Match on the string "example" in the entries below and return every matching line.
======== Entries supplied ========
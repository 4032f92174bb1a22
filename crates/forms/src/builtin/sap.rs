//! SAP forms.

use toolwiz_core::Integration;

use super::{CUSTOM_BODY, CUSTOM_METHOD};
use crate::schema::{
    opt, ConnectionField as F, ConnectionTable, FieldSpec, OperationSpec, OperationTable, SectionSpec,
};

const FUNCTION_NAME: FieldSpec = FieldSpec::text("functionName", "Function Name")
    .required()
    .placeholder("RFC_FUNCTION_NAME or BAPI_FUNCTION_NAME");

const ODATA_ENTITY: FieldSpec = FieldSpec::text("odataEntity", "OData Entity")
    .required()
    .placeholder("EntitySetName (e.g., SalesOrderSet, MaterialSet)");

const ODATA_QUERY: FieldSpec = FieldSpec::text_area("odataQuery", "OData Query")
    .required()
    .placeholder("$filter=Field eq 'value'&$select=Field1,Field2&$top=10")
    .help("OData query parameters ($filter, $select, $orderby, $top, etc.)");

const RECORD_ID: FieldSpec = FieldSpec::text("recordId", "Record ID / Key")
    .required()
    .placeholder("Record key or ID");

const IDOC_TYPE: FieldSpec = FieldSpec::text("idocType", "IDoc Type")
    .required()
    .placeholder("IDoc type (e.g., ORDERS05, INVOIC02)");

const IDOC_DATA: FieldSpec = FieldSpec::text_area("idocData", "IDoc Data (JSON/XML)")
    .required()
    .placeholder("IDoc data in JSON or XML format");

const CUSTOM_ENDPOINT: FieldSpec = FieldSpec::text("customEndpoint", "Custom Endpoint")
    .required()
    .placeholder("/sap/opu/odata/sap/... or custom path");

const PARAMETERS: FieldSpec = FieldSpec::json("parameters", "Parameters (JSON)")
    .required()
    .placeholder(r#"{"PARAM1": "value1", "PARAM2": "value2"}"#)
    .help("JSON object with parameter names and values. For OData create/update, this represents the entity fields.");

/// Canvas-node operations.
pub static SAP_OPERATIONS: OperationTable = OperationTable {
    integration: Integration::Sap,
    title: "SAP Operation",
    operations: &[
        OperationSpec {
            value: "rfc",
            label: "RFC Function Call",
            fields: &[FUNCTION_NAME, PARAMETERS],
        },
        OperationSpec {
            value: "odata_query",
            label: "OData Query",
            fields: &[ODATA_ENTITY, ODATA_QUERY],
        },
        OperationSpec {
            value: "odata_create",
            label: "OData Create",
            fields: &[ODATA_ENTITY, PARAMETERS],
        },
        OperationSpec {
            value: "odata_update",
            label: "OData Update",
            fields: &[ODATA_ENTITY, RECORD_ID, PARAMETERS],
        },
        OperationSpec {
            value: "odata_delete",
            label: "OData Delete",
            fields: &[ODATA_ENTITY, RECORD_ID],
        },
        OperationSpec {
            value: "bapi",
            label: "BAPI Function Call",
            fields: &[FUNCTION_NAME, PARAMETERS],
        },
        OperationSpec {
            value: "idoc",
            label: "Process IDoc",
            fields: &[IDOC_TYPE, IDOC_DATA],
        },
        OperationSpec {
            value: "custom",
            label: "Custom Operation",
            fields: &[CUSTOM_ENDPOINT, CUSTOM_METHOD, CUSTOM_BODY],
        },
    ],
};

/// Tool-level connection settings.
pub static SAP_CONNECTION: ConnectionTable = ConnectionTable {
    integration: Integration::Sap,
    title: "SAP Configuration",
    banner: "SAP Integration",
    sections: &[
        SectionSpec {
            title: "Connection Settings",
            fields: &[
                F::always(
                    FieldSpec::url("system_url", "SAP System URL")
                        .required()
                        .placeholder("https://your-sap-system.com"),
                ),
                F::always(FieldSpec::text("system_number", "System Number").placeholder("00")),
                F::always(FieldSpec::text("client", "Client").placeholder("100")),
                F::always(
                    FieldSpec::text("application_server", "Application Server")
                        .placeholder("sap-server.example.com"),
                ),
            ],
        },
        SectionSpec {
            title: "Authentication",
            fields: &[
                F::always(FieldSpec::select(
                    "auth_type",
                    "Auth Type",
                    &[
                        opt("basic", "Basic Authentication"),
                        opt("sso", "Single Sign-On (SSO)"),
                        opt("certificate", "Certificate"),
                        opt("oauth", "OAuth 2.0"),
                    ],
                    "basic",
                )),
                F::always(FieldSpec::text("username", "Username").placeholder("SAP Username")).credential(),
                F::always(FieldSpec::password("password", "Password").placeholder("SAP Password")).credential(),
                F::when(
                    FieldSpec::url("oauth_token_endpoint", "OAuth Token Endpoint")
                        .placeholder("https://your-sap-system.com/oauth/token"),
                    "auth_type",
                    &["oauth"],
                ),
            ],
        },
        SectionSpec {
            title: "API Settings",
            fields: &[
                F::always(FieldSpec::text("rfc_destination", "RFC Destination").placeholder("RFC_DEST")),
                F::always(FieldSpec::select(
                    "api_version",
                    "API Version",
                    &[
                        opt("v1", "v1"),
                        opt("v2", "v2"),
                        opt("odata_v2", "OData v2"),
                        opt("odata_v4", "OData v4"),
                    ],
                    "v1",
                )),
            ],
        },
    ],
};

#[cfg(test)]
mod tests {
    use super::*;
    use toolwiz_core::ConfigMap;

    fn keys(operation: &str) -> Vec<&'static str> {
        SAP_OPERATIONS
            .visible_fields(operation)
            .iter()
            .map(|f| f.key)
            .collect()
    }

    #[test]
    fn test_odata_operations_share_entity() {
        assert_eq!(keys("odata_query"), vec!["odataEntity", "odataQuery"]);
        assert_eq!(keys("odata_update"), vec!["odataEntity", "recordId", "parameters"]);
        assert_eq!(keys("odata_delete"), vec!["odataEntity", "recordId"]);
    }

    #[test]
    fn test_function_calls_require_parameters() {
        for op in ["rfc", "bapi"] {
            assert_eq!(keys(op), vec!["functionName", "parameters"]);
        }
        assert!(PARAMETERS.required);
    }

    #[test]
    fn test_custom_operation_defaults() {
        assert_eq!(SAP_OPERATIONS.default_for("customMethod"), "GET");
        assert_eq!(SAP_OPERATIONS.default_for("customBody"), "");
        assert_eq!(SAP_OPERATIONS.default_for("parameters"), "{}");
    }

    #[test]
    fn test_summary_leaves_out_credentials() {
        let config: ConfigMap = [
            ("system_url", "https://sap.example.com"),
            ("username", "alice"),
            ("password", "hunter2"),
        ]
        .into_iter()
        .collect();
        let summary = SAP_CONNECTION.summary("ERP", &config);

        assert_eq!(summary["type"], "sap");
        assert_eq!(summary["system_url"], "https://sap.example.com");
        assert_eq!(summary["auth_type"], "basic");
        assert_eq!(summary["api_version"], "v1");
        assert!(summary.get("username").is_none());
        assert!(summary.get("password").is_none());
    }
}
========
→ **Your response**
                        .placeholder("sap-server.example.com"),
            ("system_url", "https://sap.example.com"),
        assert_eq!(summary["system_url"], "https://sap.example.com");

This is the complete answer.